CUYAHOGA FALLS — The merits of a new city department handling communications and community outreach efforts, as well as the city’s Neighborhood Excellence Initiative, were debated by council members on Monday evening.
City Council in April voted 6-5 in favor of creating the Division of Neighborhood Excellence, Communications and Community Outreach (NECCO). At that time, Mayor Don Walters said NECCO was needed to provide "accurate information" to the media and the public, oversee the city’s Neighborhood Excellence Initiative and serve as a point of contact when an organization contacts the city for assistance with, or participation in, an event or program.
Council’s six Democratic members backed the legislation, while its five Republicans opposed the measure.
Those divisions were still apparent when NECCO’s 2019 spending plan was reviewed by council’s finance committee on Monday. The proposed 2019 budget is $339,584, with $282,539 earmarked for personal services and $57,045 set aside for other operations.
Kelli Crawford-Smith, director of the NECCO department, reviewed what her department had accomplished since it began operations in May.
"Our department has taken on the necessary task of increasing communications with residents and businesses, strengthening neighborhood relationships and involvement and building stronger relationships and community outreach efforts throughout the city," Crawford-Smith said.
Crawford-Smith said her department is responsible for issuing press releases, handling copy for the city magazine and newsletter, as well as updating the content and photos on the city’s website. Other duties handled by NECCO include conducting public surveys, doing data analysis, writing utility billing messages and communicating on city projects and promotional photography.
NECCO oversees the Neighborhood Excellence Initiative, which includes a Neighborhood Ambassador program where citizens are encouraged to become "informed and involved." Crawford-Smith said NECCO has increased its email communications with ambassadors who are charged with relaying information to their neighbors about city programs and services.
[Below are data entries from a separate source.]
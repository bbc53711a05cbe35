//! Serialize an ordered map into JSON object text.

use crate::error::{Error, Result};
use crate::map::Map;
use serde::ser::{self, Impossible, Serialize};
use std::io;

/// Serialize the given map as a JSON object into the IO stream.
///
/// Pairs are written in the map's insertion order. Every key is rendered as a
/// JSON string: string keys serialize the usual way, while boolean, integer,
/// float, and optional keys are rendered to their JSON value text and then
/// quoted, so `7u64` becomes the key `"7"` and a `None` key becomes the key
/// `"null"`.
///
/// # Errors
///
/// Serialization can fail if the key type is not representable as a JSON
/// object key, if a value's `Serialize` implementation fails, or if the
/// underlying stream returns an IO error. The stream may have received a
/// partial object by then; discard it on failure.
pub fn to_writer<W, K, V>(mut writer: W, map: &Map<K, V>) -> Result<()>
where
    W: io::Write,
    K: Serialize,
    V: Serialize,
{
    writer.write_all(b"{").map_err(Error::io)?;
    let mut first = true;
    for (key, value) in map {
        if first {
            first = false;
        } else {
            writer.write_all(b",").map_err(Error::io)?;
        }
        let key = key_string(key)?;
        serde_json::to_writer(&mut writer, &key)?;
        writer.write_all(b":").map_err(Error::io)?;
        serde_json::to_writer(&mut writer, value)?;
    }
    writer.write_all(b"}").map_err(Error::io)?;
    Ok(())
}

/// Serialize the given map as a JSON object byte vector.
///
/// ```
/// let mut map = ordered_json::Map::new();
/// map.insert("b".to_owned(), 2);
/// map.insert("a".to_owned(), 1);
///
/// let bytes = ordered_json::to_vec(&map)?;
/// assert_eq!(bytes, br#"{"b":2,"a":1}"#);
/// # Ok::<(), ordered_json::Error>(())
/// ```
pub fn to_vec<K, V>(map: &Map<K, V>) -> Result<Vec<u8>>
where
    K: Serialize,
    V: Serialize,
{
    let mut writer = Vec::with_capacity(128);
    to_writer(&mut writer, map)?;
    Ok(writer)
}

/// Serialize the given map as a String of JSON object text.
///
/// ```
/// let mut map = ordered_json::Map::new();
/// map.insert(7_u64, "x");
///
/// assert_eq!(ordered_json::to_string(&map)?, r#"{"7":"x"}"#);
/// # Ok::<(), ordered_json::Error>(())
/// ```
pub fn to_string<K, V>(map: &Map<K, V>) -> Result<String>
where
    K: Serialize,
    V: Serialize,
{
    let vec = to_vec(map)?;
    let string = unsafe {
        // We do not emit invalid UTF-8.
        String::from_utf8_unchecked(vec)
    };
    Ok(string)
}

impl<K, V> Serialize for Map<K, V>
where
    K: Serialize,
    V: Serialize,
{
    /// Serializes the map with each key rendered to its object-key string, so
    /// nesting a `Map` inside another serializable type produces the same key
    /// text as [`to_writer`].
    #[inline]
    fn serialize<S>(&self, serializer: S) -> std::result::Result<S::Ok, S::Error>
    where
        S: ser::Serializer,
    {
        use serde::ser::SerializeMap;
        let mut map = serializer.serialize_map(Some(self.len()))?;
        for (k, v) in self {
            map.serialize_entry(&Key(k), v)?;
        }
        map.end()
    }
}

struct Key<'a, K>(&'a K);

impl<K> Serialize for Key<'_, K>
where
    K: Serialize,
{
    fn serialize<S>(&self, serializer: S) -> std::result::Result<S::Ok, S::Error>
    where
        S: ser::Serializer,
    {
        match key_string(self.0) {
            Ok(key) => serializer.serialize_str(&key),
            Err(err) => Err(ser::Error::custom(err)),
        }
    }
}

/// Renders a key to the plain string the JSON writer will quote and escape.
///
/// Which `Serializer` method the key's `Serialize` impl calls is what
/// classifies the key's shape; anything outside the supported set reports the
/// shape's identity in the error.
pub(crate) fn key_string<K>(key: &K) -> Result<String>
where
    K: ?Sized + Serialize,
{
    key.serialize(KeySerializer)
}

struct KeySerializer;

macro_rules! serialize_integer_key {
    ($method:ident => $ty:ty) => {
        fn $method(self, value: $ty) -> Result<String> {
            let mut buffer = itoa::Buffer::new();
            Ok(buffer.format(value).to_owned())
        }
    };
}

impl ser::Serializer for KeySerializer {
    type Ok = String;
    type Error = Error;

    type SerializeSeq = Impossible<String, Error>;
    type SerializeTuple = Impossible<String, Error>;
    type SerializeTupleStruct = Impossible<String, Error>;
    type SerializeTupleVariant = Impossible<String, Error>;
    type SerializeMap = Impossible<String, Error>;
    type SerializeStruct = Impossible<String, Error>;
    type SerializeStructVariant = Impossible<String, Error>;

    fn serialize_bool(self, value: bool) -> Result<String> {
        Ok(if value { "true" } else { "false" }.to_owned())
    }

    serialize_integer_key!(serialize_i8 => i8);
    serialize_integer_key!(serialize_i16 => i16);
    serialize_integer_key!(serialize_i32 => i32);
    serialize_integer_key!(serialize_i64 => i64);
    serialize_integer_key!(serialize_i128 => i128);
    serialize_integer_key!(serialize_u8 => u8);
    serialize_integer_key!(serialize_u16 => u16);
    serialize_integer_key!(serialize_u32 => u32);
    serialize_integer_key!(serialize_u64 => u64);
    serialize_integer_key!(serialize_u128 => u128);

    fn serialize_f32(self, value: f32) -> Result<String> {
        if !value.is_finite() {
            return Err(Error::float_key_must_be_finite());
        }
        let mut buffer = zmij::Buffer::new();
        Ok(buffer.format_finite(value).to_owned())
    }

    fn serialize_f64(self, value: f64) -> Result<String> {
        if !value.is_finite() {
            return Err(Error::float_key_must_be_finite());
        }
        let mut buffer = zmij::Buffer::new();
        Ok(buffer.format_finite(value).to_owned())
    }

    fn serialize_char(self, value: char) -> Result<String> {
        Ok(String::from(value))
    }

    fn serialize_str(self, value: &str) -> Result<String> {
        Ok(value.to_owned())
    }

    fn serialize_bytes(self, _value: &[u8]) -> Result<String> {
        Err(Error::unsupported_key_type("byte array"))
    }

    // An absent optional key still has to become a legal object key, so it
    // renders as the text the writer turns into the quoted "null" token.
    fn serialize_none(self) -> Result<String> {
        Ok("null".to_owned())
    }

    fn serialize_some<T>(self, value: &T) -> Result<String>
    where
        T: ?Sized + Serialize,
    {
        value.serialize(self)
    }

    fn serialize_unit(self) -> Result<String> {
        Err(Error::unsupported_key_type("unit"))
    }

    fn serialize_unit_struct(self, name: &'static str) -> Result<String> {
        Err(Error::unsupported_key_type(format_args!(
            "unit struct {}",
            name
        )))
    }

    fn serialize_unit_variant(
        self,
        _name: &'static str,
        _variant_index: u32,
        variant: &'static str,
    ) -> Result<String> {
        Ok(variant.to_owned())
    }

    fn serialize_newtype_struct<T>(self, _name: &'static str, value: &T) -> Result<String>
    where
        T: ?Sized + Serialize,
    {
        value.serialize(self)
    }

    fn serialize_newtype_variant<T>(
        self,
        name: &'static str,
        _variant_index: u32,
        variant: &'static str,
        _value: &T,
    ) -> Result<String>
    where
        T: ?Sized + Serialize,
    {
        Err(Error::unsupported_key_type(format_args!(
            "newtype variant {}::{}",
            name, variant
        )))
    }

    fn serialize_seq(self, _len: Option<usize>) -> Result<Self::SerializeSeq> {
        Err(Error::unsupported_key_type("sequence"))
    }

    fn serialize_tuple(self, _len: usize) -> Result<Self::SerializeTuple> {
        Err(Error::unsupported_key_type("tuple"))
    }

    fn serialize_tuple_struct(
        self,
        name: &'static str,
        _len: usize,
    ) -> Result<Self::SerializeTupleStruct> {
        Err(Error::unsupported_key_type(format_args!(
            "tuple struct {}",
            name
        )))
    }

    fn serialize_tuple_variant(
        self,
        name: &'static str,
        _variant_index: u32,
        variant: &'static str,
        _len: usize,
    ) -> Result<Self::SerializeTupleVariant> {
        Err(Error::unsupported_key_type(format_args!(
            "tuple variant {}::{}",
            name, variant
        )))
    }

    fn serialize_map(self, _len: Option<usize>) -> Result<Self::SerializeMap> {
        Err(Error::unsupported_key_type("map"))
    }

    fn serialize_struct(self, name: &'static str, _len: usize) -> Result<Self::SerializeStruct> {
        Err(Error::unsupported_key_type(format_args!("struct {}", name)))
    }

    fn serialize_struct_variant(
        self,
        name: &'static str,
        _variant_index: u32,
        variant: &'static str,
        _len: usize,
    ) -> Result<Self::SerializeStructVariant> {
        Err(Error::unsupported_key_type(format_args!(
            "struct variant {}::{}",
            name, variant
        )))
    }
}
NECCO recently started Front Yard Informational Meetings, where ambassadors meet with their neighbors in their front yards and share information about city programs and services.
Crawford-Smith said NECCO is working with business leaders, community leaders, nonprofits, faith leaders and the schools to provide information about city services and programs and "look for new ways to serve our constituencies more efficiently and effectively."
She noted a highlight was an "On the Table" event where the city worked with the Akron Community Foundation to host faith leaders "to start a conversation about diversity and social inclusion." NECCO was also responsible for organizing the Falls Downtown Fridays summer events, Fashion in the Falls, Drug Take-Back Day and the Humane Society Adopt-A-Thon. The Falls Downtown Fridays events raised more than $37,000 for local charities, said Crawford-Smith.
"Everything you listed is a pretty amazing start," said Council Member Tim Gorbach (D-At Large).
Council Member Mike Brillhart (D-5) told Crawford-Smith that her department was a "catalyst for developing civic pride and spirit. It’s sorely needed. For what this costs, I can see the benefits are tremendous."
Council Member Russ Iona (R-8) questioned whether much of the information being provided by NECCO was "redundant."
"Can’t they get a lot of this information [in] other places?" asked Iona.
Noting that people now get information from the internet, social media and other methods, Crawford-Smith said, "the way get their news is changing.
"I don’t think that it’s redundant because I don’t think that there’s ever going to be a time that we’re giving enough information out to our residents," Crawford-Smith added. She said Walters typically tells his staff that the city’s programs and services "are only as good as the amount of people that use them and know about them."
Iona asked: "You don’t see a duplication?"
"If I’m doing a duplication, it is the same message in a whole lot of places so a whole lot of people can see it," said Crawford-Smith.
Susan Truby, who served as the city’s community development director under former Mayor Don Robart, said she felt NECCO writing press releases "is a duplication of efforts in my world." Truby noted each city department handled its own press releases when she worked at city hall and added that the types of events highlighted by Crawford-Smith were handled by existing city departments when Truby was community development director.
Council member Paul Colavecchio (D-At Large) said it’s "always frustrating" to go through the budget process and "see the administration be micromanaged on what they’re doing." He added he felt the administration was "doing an exemplary job."
Council member Drew Reilly (D-1) emphasized that the NECCO department was "budget neutral."